O que muito admirei nesse livro de Agnès Humbert foi sua capacidade de agregação. Soube, mesmo em meio à provação, criar laços, permitindo que a resistência se organizasse, ampliasse e diversificasse. Correndo incansavelmente atrás de conexões possíveis, sublinha sua obstinação em descobrir novos contatos e sua absoluta dedicação aos amigos e ao país. O que vejo por aqui não é exatamente isso. Vejo um país dividido entre "nós" e "eles". Entre "coxinhas" e "pão com mortadela". Quanta parvoíce, quanta estupidez, quanto palavreado indigente! Não diviso união, cooperação, solidariedade, amizade, preocupação em manter a lei, em ratificar ordens de prisão, em elogiar o mérito por puro despeito, em evitar o ressentimento ou inveja.
Líderes! Líderes é disso que precisamos.

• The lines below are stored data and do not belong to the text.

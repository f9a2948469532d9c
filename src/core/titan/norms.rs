//! Vector and matrix norms, band structure and diagonal dominance.

use crate::core::error::{TitanError, TitanResult};
use crate::core::titan::matrix::Matrix;

/// p-norm of a vector.
///
/// `p = f64::INFINITY` gives the largest absolute entry and
/// `p = f64::NEG_INFINITY` the smallest; any other `p` the generalized
/// `(Σ|v|^p)^(1/p)`.
pub fn vector_norm(v: &[f64], p: f64) -> TitanResult<f64> {
    if v.is_empty() {
        return Err(TitanError::shape("Vector must have at least one entry."));
    }
    let abs = v.iter().map(|x| x.abs());
    Ok(if p == f64::INFINITY {
        abs.fold(0.0, f64::max)
    } else if p == f64::NEG_INFINITY {
        abs.fold(f64::INFINITY, f64::min)
    } else {
        abs.map(|x| x.powf(p)).sum::<f64>().powf(1.0 / p)
    })
}

fn row_sums(m: &Matrix) -> Vec<f64> {
    m.iter_rows().map(|row| row.iter().map(|x| x.abs()).sum()).collect()
}

fn col_sums(m: &Matrix) -> Vec<f64> {
    row_sums(&m.transpose())
}

/// Matrix norm selected by `p`:
///
/// - `None`: Frobenius
/// - `±∞`: max / min absolute row sum
/// - `±1`: max / min absolute column sum
/// - `±2`: singular-value norms, not supported
/// - anything else: entry-wise p-norm
pub fn matrix_norm(m: &Matrix, p: Option<f64>) -> TitanResult<f64> {
    let Some(p) = p else {
        return Ok(m.iter_rows().flatten().map(|x| x * x).sum::<f64>().sqrt());
    };
    let max = |sums: Vec<f64>| sums.into_iter().fold(0.0, f64::max);
    let min = |sums: Vec<f64>| sums.into_iter().fold(f64::INFINITY, f64::min);

    if p == f64::INFINITY {
        Ok(max(row_sums(m)))
    } else if p == f64::NEG_INFINITY {
        Ok(min(row_sums(m)))
    } else if p == 1.0 {
        Ok(max(col_sums(m)))
    } else if p == -1.0 {
        Ok(min(col_sums(m)))
    } else if p == 2.0 || p == -2.0 {
        Err(TitanError::not_implemented("singular value norms are not supported"))
    } else {
        Ok(m.iter_rows()
            .flatten()
            .map(|x| x.abs().powf(p))
            .sum::<f64>()
            .powf(1.0 / p))
    }
}

fn ensure_band_input(m: &Matrix) -> TitanResult<()> {
    if m.rows() < 2 {
        return Err(TitanError::shape("Matrix must have at least 2 rows."));
    }
    Ok(())
}

/// Checks the first superdiagonal outside upper bandwidth `q` for zeros.
pub fn is_upper_band(m: &Matrix, q: usize) -> TitanResult<bool> {
    ensure_band_input(m)?;
    Ok((q.saturating_add(1)..m.cols())
        .enumerate()
        .take_while(|&(row, _)| row < m.rows())
        .all(|(row, col)| m[(row, col)] == 0.0))
}

/// Checks the first subdiagonal outside lower bandwidth `p` for zeros.
pub fn is_lower_band(m: &Matrix, p: usize) -> TitanResult<bool> {
    ensure_band_input(m)?;
    Ok((p.saturating_add(1)..m.rows())
        .enumerate()
        .take_while(|&(col, _)| col < m.cols())
        .all(|(col, row)| m[(row, col)] == 0.0))
}

fn off_diagonal_sum(line: &[f64], i: usize) -> f64 {
    line.iter()
        .enumerate()
        .filter(|&(j, _)| j != i)
        .map(|(_, x)| x.abs())
        .sum()
}

fn dominance(m: &Matrix, by_column: bool, strict: bool) -> TitanResult<bool> {
    m.ensure_square()?;
    let lines = if by_column { m.transpose() } else { m.clone() };
    let dominant = lines.iter_rows().enumerate().all(|(i, line)| {
        let diag = line[i].abs();
        let rest = off_diagonal_sum(line, i);
        if strict { diag > rest } else { diag >= rest }
    });
    Ok(dominant)
}

pub fn is_row_dd(m: &Matrix) -> TitanResult<bool> {
    dominance(m, false, false)
}

pub fn is_strictly_row_dd(m: &Matrix) -> TitanResult<bool> {
    dominance(m, false, true)
}

pub fn is_column_dd(m: &Matrix) -> TitanResult<bool> {
    dominance(m, true, false)
}

pub fn is_strictly_column_dd(m: &Matrix) -> TitanResult<bool> {
    dominance(m, true, true)
}
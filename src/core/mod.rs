//! Core module tree for the Titan numerics library.

#[macro_use]
pub mod debug; // gated debug logging (TITAN_DEBUG=1) provides debug_log! macro
pub mod error;
pub mod titan;

pub use error::{TitanError, TitanResult};
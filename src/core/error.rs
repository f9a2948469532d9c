use std::fmt;

/// Failure kinds raised by the Titan numerics routines.
#[derive(Debug, Clone, PartialEq)]
pub enum TitanError {
    /// Wrong dimensionality, e.g. a non-square matrix where one is required.
    Shape(String),
    /// Two operands whose dimensions disagree.
    ShapeMismatch {
        left: (usize, usize),
        right: (usize, usize),
    },
    /// A vector that is not exactly 2D handed to a 2D-only transform.
    Dimension(usize),
    /// Out-of-range or malformed index list.
    Index(String),
    InvalidArgument(String),
    /// FFT input whose length is not a power of two.
    InvalidLength(usize),
    NotImplemented(String),
    DivisionByZero,
    /// Degenerate pivot met while eliminating (checked inverse only).
    Singular { pivot: usize },
}

impl fmt::Display for TitanError {
    fn fmt(&self, f: &mut fmt::Formatter<'_>) -> fmt::Result {
        match self {
            TitanError::Shape(msg) => write!(f, "Shape Error: {}", msg),
            TitanError::ShapeMismatch { left, right } => write!(
                f,
                "Shape Mismatch: {}x{} vs {}x{}",
                left.0, left.1, right.0, right.1
            ),
            TitanError::Dimension(len) => {
                write!(f, "Dimension Error: expected a 2D vector, got {} components", len)
            }
            TitanError::Index(msg) => write!(f, "Index Error: {}", msg),
            TitanError::InvalidArgument(msg) => write!(f, "Invalid Argument: {}", msg),
            TitanError::InvalidLength(len) => write!(
                f,
                "Invalid Length: {} is not an integer power of 2",
                len
            ),
            TitanError::NotImplemented(msg) => write!(f, "Not Implemented: {}", msg),
            TitanError::DivisionByZero => write!(f, "Division by zero is not allowed."),
            TitanError::Singular { pivot } => {
                write!(f, "Singular Matrix: degenerate pivot at row {}", pivot)
            }
        }
    }
}

impl std::error::Error for TitanError {}

pub type TitanResult<T> = Result<T, TitanError>;

impl TitanError {
    pub fn shape(message: &str) -> Self { TitanError::Shape(message.to_string()) }
    pub fn index(message: &str) -> Self { TitanError::Index(message.to_string()) }
    pub fn invalid_argument(message: &str) -> Self { TitanError::InvalidArgument(message.to_string()) }
    pub fn not_implemented(message: &str) -> Self { TitanError::NotImplemented(message.to_string()) }
    pub fn mismatch(left: (usize, usize), right: (usize, usize)) -> Self {
        TitanError::ShapeMismatch { left, right }
    }
}
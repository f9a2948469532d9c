//! Lightweight debug logging gated by TITAN_DEBUG=1 (or `--debug-titan`).
use std::sync::atomic::{AtomicBool, Ordering};
use std::sync::OnceLock;

static FROM_ENV: OnceLock<bool> = OnceLock::new();
static FORCED: AtomicBool = AtomicBool::new(false);

pub fn is_enabled() -> bool {
    FORCED.load(Ordering::Relaxed)
        || *FROM_ENV.get_or_init(|| std::env::var("TITAN_DEBUG").ok().as_deref() == Some("1"))
}

/// Turn logging on for the rest of the process regardless of the environment.
pub fn enable() {
    FORCED.store(true, Ordering::Relaxed);
}

#[macro_export]
macro_rules! debug_log {
    ($($arg:tt)*) => {{
        if $crate::core::debug::is_enabled() { eprintln!($($arg)*); }
    }};
}
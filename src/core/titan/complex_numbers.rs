//! Immutable complex number value type.
//!
//! Magnitude and phase are computed once at construction; every operation
//! returns a fresh value so the cached polar form never goes stale.

use std::f64::consts::{E, PI};
use std::fmt;

use serde::Serialize;

use crate::core::error::{TitanError, TitanResult};

#[derive(Debug, Clone, Copy, PartialEq, Serialize)]
pub struct Complex {
    re: f64,
    im: f64,
    magnitude: f64,
    phase: f64,
}

impl Complex {
    // Constructor
    pub fn new(re: f64, im: f64) -> Self {
        Complex {
            re,
            im,
            magnitude: (re * re + im * im).sqrt(),
            phase: im.atan2(re),
        }
    }

    pub fn re(&self) -> f64 {
        self.re
    }

    pub fn im(&self) -> f64 {
        self.im
    }

    /// Euclidean norm of (re, im).
    pub fn magnitude(&self) -> f64 {
        self.magnitude
    }

    /// Principal argument in radians.
    pub fn phase(&self) -> f64 {
        self.phase
    }

    // Addition of two complex numbers
    pub fn add(&self, other: &Complex) -> Complex {
        Complex::new(self.re + other.re, self.im + other.im)
    }

    // Subtraction of two complex numbers
    pub fn subtract(&self, other: &Complex) -> Complex {
        Complex::new(self.re - other.re, self.im - other.im)
    }

    // Multiplication of two complex numbers
    pub fn multiply(&self, other: &Complex) -> Complex {
        Complex::new(
            self.re * other.re - self.im * other.im,
            self.im * other.re + self.re * other.im,
        )
    }

    /// Fails with `DivisionByZero` when the divisor has zero magnitude.
    pub fn divide(&self, other: &Complex) -> TitanResult<Complex> {
        if other.re * other.re + other.im * other.im == 0.0 {
            return Err(TitanError::DivisionByZero);
        }
        Ok(self.divide_unchecked(other))
    }

    fn divide_unchecked(&self, other: &Complex) -> Complex {
        let denominator = other.re * other.re + other.im * other.im;
        Complex::new(
            (self.re * other.re + self.im * other.im) / denominator,
            (self.im * other.re - self.re * other.im) / denominator,
        )
    }

    pub fn conjugate(&self) -> Complex {
        Complex::new(self.re, -self.im)
    }

    /// Real power via the polar form; fractional and negative exponents allowed.
    pub fn pow(&self, n: f64) -> Complex {
        let constant = self.magnitude.powf(n);
        Complex::new(
            constant * (n * self.phase).cos(),
            constant * (n * self.phase).sin(),
        )
    }

    /// Complex power using log-magnitude and phase:
    /// z^w = |z|^a · e^(-b·θ) · cis(a·θ + b·ln|z|) for w = a + bi.
    pub fn complex_pow(&self, exponent: &Complex) -> Complex {
        let sq = self.re * self.re + self.im * self.im;
        let multiplier = sq.powf(exponent.re / 2.0) * E.powf(-exponent.im * self.phase);
        let theta = exponent.re * self.phase + 0.5 * exponent.im * sq.ln();
        Complex::new(multiplier * theta.cos(), multiplier * theta.sin())
    }

    /// The `n` principal n-th roots, evenly spaced in phase by 2π/n.
    pub fn roots(&self, n: usize) -> TitanResult<Vec<Complex>> {
        if n == 0 {
            return Err(TitanError::invalid_argument("root order must be at least 1"));
        }
        let nf = n as f64;
        let radius = self.magnitude.powf(1.0 / nf);
        Ok((0..n)
            .map(|i| {
                let theta = (self.phase + 2.0 * PI * i as f64) / nf;
                Complex::new(radius * theta.cos(), radius * theta.sin())
            })
            .collect())
    }

    // e^(iz) and e^(-iz), the two Euler terms shared by sin and cos
    fn euler_terms(&self) -> (Complex, Complex) {
        let e = Complex::new(E, 0.0);
        let i = Complex::new(0.0, 1.0);
        let neg_i = Complex::new(0.0, -1.0);
        (
            e.complex_pow(&i.multiply(self)),
            e.complex_pow(&neg_i.multiply(self)),
        )
    }

    pub fn sin(&self) -> Complex {
        let (pos, neg) = self.euler_terms();
        pos.subtract(&neg).divide_unchecked(&Complex::new(0.0, 2.0))
    }

    pub fn cos(&self) -> Complex {
        let (pos, neg) = self.euler_terms();
        pos.add(&neg).divide_unchecked(&Complex::new(2.0, 0.0))
    }

    /// Fails with `DivisionByZero` where the cosine vanishes exactly.
    pub fn tan(&self) -> TitanResult<Complex> {
        self.sin().divide(&self.cos())
    }

    /// Component-wise approximate equality.
    pub fn equals(&self, other: &Complex, epsilon: f64) -> bool {
        (self.re - other.re).abs() < epsilon && (self.im - other.im).abs() < epsilon
    }

    // Converts to polar form (magnitude, phase)
    pub fn to_polar(&self) -> (f64, f64) {
        (self.magnitude, self.phase)
    }

    // Creates a complex number from polar coordinates
    pub fn from_polar(magnitude: f64, phase: f64) -> Complex {
        Complex::new(magnitude * phase.cos(), magnitude * phase.sin())
    }
}

impl From<f64> for Complex {
    fn from(re: f64) -> Self {
        Complex::new(re, 0.0)
    }
}

impl fmt::Display for Complex {
    fn fmt(&self, f: &mut fmt::Formatter<'_>) -> fmt::Result {
        let prec = f.precision().unwrap_or(6);
        if self.im < 0.0 {
            write!(f, "{:.*} - {:.*}i", prec, self.re, prec, -self.im)
        } else {
            write!(f, "{:.*} + {:.*}i", prec, self.re, prec, self.im)
        }
    }
}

Muitas Agnès, e outros tantos franceses que foram assassinados pelos fanáticos nazistas, que queriam implantar, de qualquer maneira, sua intolerância, seu faccionismo. A verdade não é patrimônio de uma malta, de uma súcia. Está aí para ser discutida, pensada, e ser patrimônio de todos. Que o exemplo de Agnès Humbert nos contagie e nos faça entender a força de um povo bem intencionado que só deseja viver com dignidade...
Se Paris viveu sob a suástica, nós brasileiros estamos vivendo sob o pálio da falsidade, da mentira, da desavença. Quisera poder parafrasear Agnès e vivenciar um movimento encorajador de revolta e resistência que logo se transformasse em força libertadora.